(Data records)
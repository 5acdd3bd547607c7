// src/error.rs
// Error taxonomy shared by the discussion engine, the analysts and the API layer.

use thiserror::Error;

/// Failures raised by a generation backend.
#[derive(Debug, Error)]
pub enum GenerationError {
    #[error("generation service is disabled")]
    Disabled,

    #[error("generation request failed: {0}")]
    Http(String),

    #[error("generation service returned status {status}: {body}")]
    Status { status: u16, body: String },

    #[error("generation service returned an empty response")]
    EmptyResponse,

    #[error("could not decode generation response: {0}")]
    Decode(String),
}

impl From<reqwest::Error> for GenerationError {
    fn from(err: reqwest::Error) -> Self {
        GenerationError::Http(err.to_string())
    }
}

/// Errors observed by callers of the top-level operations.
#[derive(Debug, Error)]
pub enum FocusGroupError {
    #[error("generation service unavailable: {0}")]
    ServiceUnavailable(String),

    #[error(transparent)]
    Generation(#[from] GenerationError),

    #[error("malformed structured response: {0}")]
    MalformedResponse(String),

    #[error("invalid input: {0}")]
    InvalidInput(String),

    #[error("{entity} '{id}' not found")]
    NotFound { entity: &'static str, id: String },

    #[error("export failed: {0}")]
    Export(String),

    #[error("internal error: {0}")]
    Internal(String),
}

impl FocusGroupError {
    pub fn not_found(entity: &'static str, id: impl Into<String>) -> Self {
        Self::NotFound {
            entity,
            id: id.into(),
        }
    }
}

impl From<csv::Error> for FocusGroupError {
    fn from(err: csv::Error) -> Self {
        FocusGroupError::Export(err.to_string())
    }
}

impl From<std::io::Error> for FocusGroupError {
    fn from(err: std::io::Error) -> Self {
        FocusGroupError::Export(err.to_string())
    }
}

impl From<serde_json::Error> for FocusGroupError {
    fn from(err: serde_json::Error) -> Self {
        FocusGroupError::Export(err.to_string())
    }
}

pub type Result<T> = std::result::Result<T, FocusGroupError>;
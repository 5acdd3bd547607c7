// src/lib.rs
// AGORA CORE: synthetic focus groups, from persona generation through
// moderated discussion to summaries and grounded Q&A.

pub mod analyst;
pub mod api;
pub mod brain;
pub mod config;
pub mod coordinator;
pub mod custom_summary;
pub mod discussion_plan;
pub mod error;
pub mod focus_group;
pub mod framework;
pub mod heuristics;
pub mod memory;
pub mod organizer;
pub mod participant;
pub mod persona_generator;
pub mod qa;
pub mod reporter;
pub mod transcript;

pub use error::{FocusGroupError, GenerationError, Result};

Instructions for the task: Work out how many lines of the records contain the string "GenerationError". Nothing but the number should be written.

Answer box: 5